WHAT THE TASK REQUIRES ▸ Copy each line of the records below, from the first through the one that contains "and combat ticks", exactly as written.

THE RECORDS ▸
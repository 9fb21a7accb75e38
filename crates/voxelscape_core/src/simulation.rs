//! Clock-driven simulation driver.
//!
//! [`Simulation`] owns the [`Session`], the dice and the clock. Two cadences
//! share the session: frames (movement, death-delay expiry, crop growth)
//! every `frame_ms` and combat ticks every `combat_tick_ms`. Advancing the
//! clock replays every due step in chronological order, frame before tick
//! when both fall on the same millisecond, and each step runs to
//! completion before the next starts.

use std::collections::hash_map::DefaultHasher;
use std::hash::{Hash, Hasher};

use serde::{Deserialize, Serialize};

use crate::combat::{self, Dice, SeededDice};
use crate::components::{EnemyId, Timestamp};
use crate::config::SimConfig;
use crate::error::{GameError, Result};
use crate::farming::PatchId;
use crate::lifecycle;
use crate::movement;
use crate::session::Session;

/// One landed (or missed) player swing.
#[derive(Debug, Clone, Copy, PartialEq, Eq, Hash, Serialize, Deserialize)]
pub struct HitEvent {
    /// Enemy swung at.
    pub target: EnemyId,
    /// Damage rolled; 0 is a miss.
    pub damage: u32,
}

/// Events generated while stepping the simulation.
///
/// These events can be used by the presentation layer to trigger effects,
/// sounds, animations, etc.
#[derive(Debug, Clone, Default, PartialEq, Eq, Serialize, Deserialize)]
pub struct TickEvents {
    /// Player swings.
    pub hits: Vec<HitEvent>,
    /// Damage the player took from counter-attacks.
    pub damage_taken: u32,
    /// Enemies killed.
    pub kills: Vec<EnemyId>,
    /// Enemies that came back.
    pub enemy_respawns: Vec<EnemyId>,
    /// Patches whose stage advanced with time.
    pub patches_grown: Vec<PatchId>,
    /// The player entered the death sequence.
    pub player_died: bool,
    /// The player finished the death sequence.
    pub player_respawned: bool,
}

impl TickEvents {
    /// Fold later events into these.
    pub fn merge(&mut self, other: TickEvents) {
        self.hits.extend(other.hits);
        self.damage_taken = self.damage_taken.saturating_add(other.damage_taken);
        self.kills.extend(other.kills);
        self.enemy_respawns.extend(other.enemy_respawns);
        self.patches_grown.extend(other.patches_grown);
        self.player_died |= other.player_died;
        self.player_respawned |= other.player_respawned;
    }

    /// Whether nothing happened.
    #[must_use]
    pub fn is_empty(&self) -> bool {
        *self == Self::default()
    }
}

/// Cadence bookkeeping.
#[derive(Debug, Clone, Copy, PartialEq, Eq, Hash, Serialize, Deserialize)]
struct Clock {
    now_ms: Timestamp,
    next_frame_ms: Timestamp,
    next_tick_ms: Timestamp,
    ticks: u64,
}

/// The deterministic simulation driver.
///
/// # Step Order
///
/// Each frame at time `t`:
/// 1. Player death-delay expiry
/// 2. Movement and facing
/// 3. Crop growth
///
/// Each combat tick at time `t` runs [`combat::run_combat_tick`].
#[derive(Debug)]
pub struct Simulation<D: Dice = SeededDice> {
    session: Session,
    dice: D,
    clock: Clock,
    running: bool,
}

impl Simulation<SeededDice> {
    /// Create a simulation with seeded production dice.
    ///
    /// # Errors
    ///
    /// Returns [`GameError::InvalidConfig`] if the config fails validation.
    ///
    /// # Example
    ///
    /// ```
    /// use voxelscape_core::config::SimConfig;
    /// use voxelscape_core::simulation::Simulation;
    ///
    /// let mut sim = Simulation::with_seed(SimConfig::default(), 7).unwrap();
    /// sim.advance(1_200);
    /// assert_eq!(sim.now_ms(), 1_200);
    /// assert_eq!(sim.tick_count(), 2);
    /// ```
    pub fn with_seed(config: SimConfig, seed: u64) -> Result<Self> {
        Self::new(config, SeededDice::new(seed))
    }
}

impl<D: Dice> Simulation<D> {
    /// Create a simulation at time 0 with the given dice.
    ///
    /// # Errors
    ///
    /// Returns [`GameError::InvalidConfig`] if the config fails validation.
    pub fn new(config: SimConfig, dice: D) -> Result<Self> {
        let clock = Clock {
            now_ms: 0,
            next_frame_ms: config.frame_ms,
            next_tick_ms: config.combat_tick_ms,
            ticks: 0,
        };
        let session = Session::new(config)?;
        Ok(Self {
            session,
            dice,
            clock,
            running: true,
        })
    }

    /// The simulated world.
    #[must_use]
    pub const fn session(&self) -> &Session {
        &self.session
    }

    /// Mutable world access, for issuing commands.
    pub fn session_mut(&mut self) -> &mut Session {
        &mut self.session
    }

    /// The dice.
    pub fn dice_mut(&mut self) -> &mut D {
        &mut self.dice
    }

    /// Current simulation time.
    #[must_use]
    pub const fn now_ms(&self) -> Timestamp {
        self.clock.now_ms
    }

    /// Combat ticks resolved so far.
    #[must_use]
    pub const fn tick_count(&self) -> u64 {
        self.clock.ticks
    }

    /// Whether cadences are still live.
    #[must_use]
    pub const fn is_running(&self) -> bool {
        self.running
    }

    /// Stop every cadence. Later calls to [`advance`](Self::advance),
    /// [`frame`](Self::frame) and [`combat_tick`](Self::combat_tick) do
    /// nothing. Idempotent.
    pub fn shutdown(&mut self) {
        if self.running {
            tracing::info!(now = self.clock.now_ms, ticks = self.clock.ticks, "Simulation shut down");
        }
        self.running = false;
    }

    /// Move the clock forward, running every frame and tick that falls due.
    ///
    /// Work is linear in `elapsed_ms`. The clock stops one cadence short of
    /// `Timestamp::MAX` so that due times never saturate.
    pub fn advance(&mut self, elapsed_ms: u64) -> TickEvents {
        let mut events = TickEvents::default();
        if !self.running {
            return events;
        }

        let config = &self.session.config;
        let horizon = Timestamp::MAX - config.frame_ms.max(config.combat_tick_ms);
        let end = self
            .clock
            .now_ms
            .saturating_add(elapsed_ms)
            .min(horizon)
            .max(self.clock.now_ms);
        loop {
            let frame_due = self.clock.next_frame_ms;
            let tick_due = self.clock.next_tick_ms;
            if frame_due.min(tick_due) > end {
                break;
            }

            if frame_due <= tick_due {
                self.set_now(frame_due);
                let frame_ms = self.session.config.frame_ms;
                events.merge(self.run_frame(frame_ms));
                self.clock.next_frame_ms = frame_due.saturating_add(frame_ms);
            } else {
                self.set_now(tick_due);
                events.merge(self.run_tick());
                self.clock.next_tick_ms = tick_due.saturating_add(self.session.config.combat_tick_ms);
            }
        }
        self.set_now(end);

        events
    }

    /// Run one frame step of `dt_ms` at the current time.
    pub fn frame(&mut self, dt_ms: u64) -> TickEvents {
        if !self.running {
            return TickEvents::default();
        }
        self.run_frame(dt_ms)
    }

    /// Resolve one combat tick at the current time.
    pub fn combat_tick(&mut self) -> TickEvents {
        if !self.running {
            return TickEvents::default();
        }
        self.run_tick()
    }

    fn set_now(&mut self, now: Timestamp) {
        self.clock.now_ms = now;
        self.session.now_ms = now;
    }

    fn run_frame(&mut self, dt_ms: u64) -> TickEvents {
        let now = self.clock.now_ms;
        let mut events = TickEvents {
            player_respawned: lifecycle::update_player(&mut self.session, now),
            ..TickEvents::default()
        };

        movement::step_movement(&mut self.session, dt_ms);

        let stage_secs = self.session.config.growth_stage_secs;
        for patch in self.session.patches.values_mut() {
            if patch.advance_growth(dt_ms, stage_secs) {
                events.patches_grown.push(patch.id);
            }
        }

        events
    }

    fn run_tick(&mut self) -> TickEvents {
        let now = self.clock.now_ms;
        let events = combat::run_combat_tick(&mut self.session, &mut self.dice, now);
        self.clock.ticks += 1;

        #[cfg(feature = "debug-validation")]
        assert!(
            self.session.hp_within_bounds(),
            "hit points out of bounds after tick {}",
            self.clock.ticks
        );

        #[cfg(debug_assertions)]
        {
            let hash = self.state_hash();
            tracing::debug!(tick = self.clock.ticks, now, state_hash = hash, "Simulation state hash");
        }

        events
    }

    /// Calculate a hash of the complete simulation state.
    ///
    /// Two simulations fed the same config, seed and commands produce the
    /// same hash at the same time.
    #[must_use]
    pub fn state_hash(&self) -> u64 {
        let mut hasher = DefaultHasher::new();

        self.clock.hash(&mut hasher);
        self.session.player.hash(&mut hasher);
        self.session.active_target.hash(&mut hasher);

        // BTreeMap iteration is already in id order.
        self.session.enemies.len().hash(&mut hasher);
        for enemy in self.session.enemies.values() {
            enemy.hash(&mut hasher);
        }
        self.session.patches.len().hash(&mut hasher);
        for patch in self.session.patches.values() {
            patch.hash(&mut hasher);
        }

        hasher.finish()
    }

    /// Serialize the session and clock.
    ///
    /// Dice state is not included; a restored simulation keeps rolling with
    /// its own dice.
    ///
    /// # Errors
    ///
    /// Returns [`GameError::Snapshot`] if encoding fails.
    pub fn snapshot(&self) -> Result<Vec<u8>> {
        bincode::serialize(&(&self.session, &self.clock))
            .map_err(|e| GameError::Snapshot(format!("Failed to serialize simulation: {e}")))
    }

    /// Replace the session and clock with a snapshot.
    ///
    /// # Errors
    ///
    /// Returns [`GameError::Snapshot`] if decoding fails.
    pub fn restore(&mut self, data: &[u8]) -> Result<()> {
        let (session, clock): (Session, Clock) = bincode::deserialize(data)
            .map_err(|e| GameError::Snapshot(format!("Failed to deserialize simulation: {e}")))?;
        self.session = session;
        self.clock = clock;
        Ok(())
    }
}

#[cfg(test)]
mod tests {
    use super::*;
    use crate::components::PlayerState;
    use crate::farming::FarmingStage;
    use crate::math::{Fixed, Vec2Fixed};

    /// Dice that always hit for one and never counter.
    struct SteadyDice;

    impl Dice for SteadyDice {
        fn roll_damage(&mut self, max_hit: u32) -> u32 {
            max_hit.min(1)
        }

        fn counter_attack_lands(&mut self, _chance: Fixed) -> bool {
            false
        }
    }

    fn sim() -> Simulation<SteadyDice> {
        Simulation::new(SimConfig::default(), SteadyDice).unwrap()
    }

    #[test]
    fn test_cadences() {
        let mut sim = sim();
        sim.advance(599);
        assert_eq!(sim.tick_count(), 0);
        sim.advance(1);
        assert_eq!(sim.tick_count(), 1);
        sim.advance(6_000);
        assert_eq!(sim.tick_count(), 11);
        assert_eq!(sim.now_ms(), 6_600);
        assert_eq!(sim.session().now_ms(), 6_600);
    }

    #[test]
    fn test_advance_stops_short_of_clock_limit() {
        let mut sim = sim();
        let start = Timestamp::MAX - 2_000;
        sim.clock = Clock {
            now_ms: start,
            next_frame_ms: start + 16,
            next_tick_ms: start + 600,
            ticks: 0,
        };
        sim.set_now(start);

        sim.advance(u64::MAX);
        assert_eq!(sim.now_ms(), Timestamp::MAX - 600);
        assert_eq!(sim.tick_count(), 2);

        sim.advance(u64::MAX);
        assert_eq!(sim.now_ms(), Timestamp::MAX - 600);
        assert_eq!(sim.tick_count(), 2);
    }

    #[test]
    fn test_clock_past_limit_does_not_move() {
        let mut sim = sim();
        sim.clock = Clock {
            now_ms: Timestamp::MAX - 10,
            next_frame_ms: Timestamp::MAX,
            next_tick_ms: Timestamp::MAX,
            ticks: 0,
        };
        sim.set_now(Timestamp::MAX - 10);

        assert!(sim.advance(u64::MAX).is_empty());
        assert_eq!(sim.now_ms(), Timestamp::MAX - 10);
    }

    #[test]
    fn test_split_advances_match_single_advance() {
        let mut a = sim();
        let mut b = sim();
        a.session_mut().issue_attack(1);
        b.session_mut().issue_attack(1);

        a.advance(5_000);
        for _ in 0..50 {
            b.advance(100);
        }
        assert_eq!(a.state_hash(), b.state_hash());
    }

    #[test]
    fn test_attack_walks_then_kills() {
        let mut sim = sim();
        sim.session_mut().issue_attack(1);

        let events = sim.advance(10_000);
        assert_eq!(events.kills, vec![1]);
        assert_eq!(events.hits.len(), 5);
        assert!(sim.session().enemy(1).unwrap().is_dead);
    }

    #[test]
    fn test_player_respawns_during_frames() {
        let mut sim = sim();
        let session = sim.session_mut();
        session.player_mut().position = Vec2Fixed::from_ints(4, 4);
        session.player_mut().stats.set_current_hp(0);
        lifecycle::kill_player(session, 0);

        let events = sim.advance(3_990);
        assert!(!events.player_respawned);
        let events = sim.advance(20);
        assert!(events.player_respawned);
        assert_eq!(sim.session().player().state, PlayerState::Alive);
        assert_eq!(sim.session().player().position, Vec2Fixed::ZERO);
    }

    #[test]
    fn test_crops_grow_with_clock() {
        let mut sim = sim();
        let session = sim.session_mut();
        session.player_mut().position = Vec2Fixed::from_ints(5, 6);
        for _ in 0..3 {
            session.interact_with_patch(1);
        }

        let events = sim.advance(6_000);
        assert_eq!(events.patches_grown, vec![1, 1]);
        assert_eq!(sim.session().patch(1).unwrap().stage(), FarmingStage::Ready);
    }

    #[test]
    fn test_shutdown_is_idempotent() {
        let mut sim = sim();
        sim.advance(600);
        let hash = sim.state_hash();

        sim.shutdown();
        sim.shutdown();
        assert!(!sim.is_running());
        assert!(sim.advance(10_000).is_empty());
        assert!(sim.combat_tick().is_empty());
        assert!(sim.frame(16).is_empty());
        assert_eq!(sim.now_ms(), 600);
        assert_eq!(sim.state_hash(), hash);
    }

    #[test]
    fn test_snapshot_restore() {
        let mut sim = sim();
        sim.session_mut().issue_attack(2);
        sim.advance(2_000);
        let snapshot = sim.snapshot().unwrap();
        let hash = sim.state_hash();

        sim.advance(5_000);
        assert_ne!(sim.state_hash(), hash);

        sim.restore(&snapshot).unwrap();
        assert_eq!(sim.state_hash(), hash);
        assert_eq!(sim.now_ms(), 2_000);
    }

    #[test]
    fn test_restore_garbage_fails() {
        let mut sim = sim();
        assert!(matches!(sim.restore(&[1, 2, 3]), Err(GameError::Snapshot(_))));
    }

    #[test]
    fn test_merge_accumulates() {
        let mut a = TickEvents {
            kills: vec![1],
            damage_taken: 1,
            ..TickEvents::default()
        };
        a.merge(TickEvents {
            kills: vec![2],
            damage_taken: 2,
            player_died: true,
            ..TickEvents::default()
        });
        assert_eq!(a.kills, vec![1, 2]);
        assert_eq!(a.damage_taken, 3);
        assert!(a.player_died);
        assert!(!a.is_empty());
    }
}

SOLUTION TO THE EXERCISE ▸
repository 9fb21a7accb75e38
filename crates/voxelscape_core/src/simulation.rs
//! Clock-driven simulation driver.
//!
//! [`Simulation`] owns the [`Session`], the dice and the clock. Two cadences
//! share the session: frames (movement, death-delay expiry, crop growth)
//! every `frame_ms` and combat ticks every `combat_tick_ms`. Advancing the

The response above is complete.